(Stored data)
[Start of section]

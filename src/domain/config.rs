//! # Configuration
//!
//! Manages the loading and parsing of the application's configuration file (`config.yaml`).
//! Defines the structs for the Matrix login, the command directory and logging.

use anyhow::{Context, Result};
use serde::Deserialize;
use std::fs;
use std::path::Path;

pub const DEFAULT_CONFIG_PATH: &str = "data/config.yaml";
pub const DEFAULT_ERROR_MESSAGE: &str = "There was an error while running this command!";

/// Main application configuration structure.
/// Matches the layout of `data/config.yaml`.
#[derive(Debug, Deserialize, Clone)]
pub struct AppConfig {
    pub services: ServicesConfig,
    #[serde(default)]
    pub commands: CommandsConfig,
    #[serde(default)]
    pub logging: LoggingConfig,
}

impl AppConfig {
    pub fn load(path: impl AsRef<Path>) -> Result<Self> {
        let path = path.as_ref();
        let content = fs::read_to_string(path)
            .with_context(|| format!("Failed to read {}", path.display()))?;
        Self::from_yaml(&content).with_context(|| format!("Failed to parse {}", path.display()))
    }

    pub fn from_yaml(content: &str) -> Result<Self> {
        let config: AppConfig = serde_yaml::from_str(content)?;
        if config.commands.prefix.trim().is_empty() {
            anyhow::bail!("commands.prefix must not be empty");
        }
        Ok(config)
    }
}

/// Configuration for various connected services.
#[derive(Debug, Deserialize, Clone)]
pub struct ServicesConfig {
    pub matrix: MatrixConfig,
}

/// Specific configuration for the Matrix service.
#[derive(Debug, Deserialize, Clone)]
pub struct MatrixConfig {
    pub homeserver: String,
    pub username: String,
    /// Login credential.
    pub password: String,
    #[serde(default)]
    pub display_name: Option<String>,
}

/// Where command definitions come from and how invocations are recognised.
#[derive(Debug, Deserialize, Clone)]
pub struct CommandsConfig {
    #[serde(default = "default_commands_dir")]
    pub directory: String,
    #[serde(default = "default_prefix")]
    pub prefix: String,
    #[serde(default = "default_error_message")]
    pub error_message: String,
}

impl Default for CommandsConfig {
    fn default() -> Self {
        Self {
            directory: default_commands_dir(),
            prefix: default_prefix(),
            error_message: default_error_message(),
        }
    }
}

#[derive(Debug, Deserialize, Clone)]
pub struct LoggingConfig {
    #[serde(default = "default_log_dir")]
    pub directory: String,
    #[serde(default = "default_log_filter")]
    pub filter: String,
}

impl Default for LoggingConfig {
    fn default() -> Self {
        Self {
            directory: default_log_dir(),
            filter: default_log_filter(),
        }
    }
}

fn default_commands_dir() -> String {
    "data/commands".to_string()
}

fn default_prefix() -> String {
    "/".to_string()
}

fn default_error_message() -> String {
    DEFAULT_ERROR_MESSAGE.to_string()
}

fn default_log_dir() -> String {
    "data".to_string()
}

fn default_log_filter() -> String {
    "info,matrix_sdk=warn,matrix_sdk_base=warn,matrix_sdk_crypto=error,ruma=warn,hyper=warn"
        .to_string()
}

[End of section]
[Start of section]

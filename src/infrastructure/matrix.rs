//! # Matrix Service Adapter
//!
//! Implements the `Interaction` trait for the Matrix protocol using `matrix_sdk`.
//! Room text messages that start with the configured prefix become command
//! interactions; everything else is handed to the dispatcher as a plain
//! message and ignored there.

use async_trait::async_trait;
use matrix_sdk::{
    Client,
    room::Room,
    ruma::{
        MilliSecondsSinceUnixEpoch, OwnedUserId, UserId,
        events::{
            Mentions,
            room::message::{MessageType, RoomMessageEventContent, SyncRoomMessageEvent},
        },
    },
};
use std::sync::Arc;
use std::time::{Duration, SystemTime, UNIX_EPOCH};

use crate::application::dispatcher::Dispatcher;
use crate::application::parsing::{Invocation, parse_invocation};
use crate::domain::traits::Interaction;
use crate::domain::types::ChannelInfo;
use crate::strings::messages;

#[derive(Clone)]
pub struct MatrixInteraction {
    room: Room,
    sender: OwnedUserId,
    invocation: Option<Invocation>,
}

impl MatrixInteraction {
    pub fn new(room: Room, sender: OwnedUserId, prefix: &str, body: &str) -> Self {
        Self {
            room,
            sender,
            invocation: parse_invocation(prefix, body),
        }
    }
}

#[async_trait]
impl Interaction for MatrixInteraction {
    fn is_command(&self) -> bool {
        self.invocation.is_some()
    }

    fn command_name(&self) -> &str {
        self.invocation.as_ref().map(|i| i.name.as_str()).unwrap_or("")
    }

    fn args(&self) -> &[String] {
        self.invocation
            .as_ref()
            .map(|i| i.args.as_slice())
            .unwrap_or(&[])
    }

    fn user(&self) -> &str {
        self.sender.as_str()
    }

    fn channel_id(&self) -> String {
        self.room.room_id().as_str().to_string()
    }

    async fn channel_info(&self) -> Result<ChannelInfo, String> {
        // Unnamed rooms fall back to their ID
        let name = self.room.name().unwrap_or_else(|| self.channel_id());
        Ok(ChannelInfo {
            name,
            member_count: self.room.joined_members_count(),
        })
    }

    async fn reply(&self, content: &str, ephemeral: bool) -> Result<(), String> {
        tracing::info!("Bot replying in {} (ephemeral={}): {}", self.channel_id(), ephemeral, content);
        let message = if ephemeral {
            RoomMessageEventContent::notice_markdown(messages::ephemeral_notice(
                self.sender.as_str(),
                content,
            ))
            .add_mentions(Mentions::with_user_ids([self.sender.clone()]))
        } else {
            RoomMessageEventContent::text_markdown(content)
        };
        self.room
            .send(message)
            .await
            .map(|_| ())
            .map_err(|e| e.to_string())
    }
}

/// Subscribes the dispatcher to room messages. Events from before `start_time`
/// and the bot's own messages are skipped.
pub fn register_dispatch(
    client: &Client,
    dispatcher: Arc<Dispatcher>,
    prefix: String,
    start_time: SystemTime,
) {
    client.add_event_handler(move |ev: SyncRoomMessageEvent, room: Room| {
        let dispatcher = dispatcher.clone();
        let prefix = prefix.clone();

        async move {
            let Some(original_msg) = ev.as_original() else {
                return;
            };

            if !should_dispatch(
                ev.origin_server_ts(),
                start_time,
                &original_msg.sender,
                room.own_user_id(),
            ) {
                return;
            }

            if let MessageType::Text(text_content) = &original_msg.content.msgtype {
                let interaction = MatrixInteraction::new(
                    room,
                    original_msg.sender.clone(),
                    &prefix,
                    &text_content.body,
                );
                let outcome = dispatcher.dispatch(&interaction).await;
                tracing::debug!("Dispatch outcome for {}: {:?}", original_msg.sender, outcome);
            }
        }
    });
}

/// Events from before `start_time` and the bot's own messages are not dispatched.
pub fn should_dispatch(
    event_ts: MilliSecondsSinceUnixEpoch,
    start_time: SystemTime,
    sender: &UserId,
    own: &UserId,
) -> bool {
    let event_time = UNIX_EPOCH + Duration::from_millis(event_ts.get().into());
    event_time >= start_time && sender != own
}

[End of section]
[Start of section]

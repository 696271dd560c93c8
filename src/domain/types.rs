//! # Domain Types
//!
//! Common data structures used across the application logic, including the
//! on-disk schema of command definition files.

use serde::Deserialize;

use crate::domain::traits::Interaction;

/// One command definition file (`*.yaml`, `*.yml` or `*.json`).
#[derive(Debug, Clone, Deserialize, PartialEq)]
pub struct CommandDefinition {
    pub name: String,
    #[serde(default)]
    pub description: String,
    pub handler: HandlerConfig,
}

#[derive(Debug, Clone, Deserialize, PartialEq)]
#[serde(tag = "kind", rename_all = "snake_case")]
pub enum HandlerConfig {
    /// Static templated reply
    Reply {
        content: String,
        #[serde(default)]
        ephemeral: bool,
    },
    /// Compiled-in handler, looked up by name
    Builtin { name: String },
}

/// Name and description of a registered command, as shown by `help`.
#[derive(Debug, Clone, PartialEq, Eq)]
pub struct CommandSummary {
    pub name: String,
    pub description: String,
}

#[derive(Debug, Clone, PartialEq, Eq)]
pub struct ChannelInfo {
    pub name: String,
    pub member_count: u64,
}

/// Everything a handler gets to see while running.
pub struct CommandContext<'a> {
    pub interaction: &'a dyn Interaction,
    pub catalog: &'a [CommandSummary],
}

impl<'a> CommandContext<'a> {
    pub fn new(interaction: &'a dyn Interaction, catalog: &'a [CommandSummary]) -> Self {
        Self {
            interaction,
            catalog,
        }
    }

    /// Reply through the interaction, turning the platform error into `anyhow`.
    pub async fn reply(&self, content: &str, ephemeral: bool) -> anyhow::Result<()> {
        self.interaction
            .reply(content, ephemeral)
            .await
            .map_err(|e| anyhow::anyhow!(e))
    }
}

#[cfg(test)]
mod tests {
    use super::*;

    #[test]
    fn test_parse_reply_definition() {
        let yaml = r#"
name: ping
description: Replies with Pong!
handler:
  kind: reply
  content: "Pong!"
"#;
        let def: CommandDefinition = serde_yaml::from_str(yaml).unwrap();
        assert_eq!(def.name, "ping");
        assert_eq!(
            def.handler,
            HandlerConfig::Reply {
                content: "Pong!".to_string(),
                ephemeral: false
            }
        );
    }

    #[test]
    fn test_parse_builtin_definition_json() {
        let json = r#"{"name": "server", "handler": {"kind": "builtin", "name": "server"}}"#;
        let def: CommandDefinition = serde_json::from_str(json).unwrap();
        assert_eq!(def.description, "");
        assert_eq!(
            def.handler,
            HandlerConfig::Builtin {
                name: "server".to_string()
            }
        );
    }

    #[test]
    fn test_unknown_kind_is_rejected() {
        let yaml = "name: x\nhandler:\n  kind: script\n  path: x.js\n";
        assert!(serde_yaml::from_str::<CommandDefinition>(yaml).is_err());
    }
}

[End of section]

EXERCISE INSTRUCTIONS: The answer should be nothing but the number of lines in this data that include "filename".

RESPONSE AREA: 3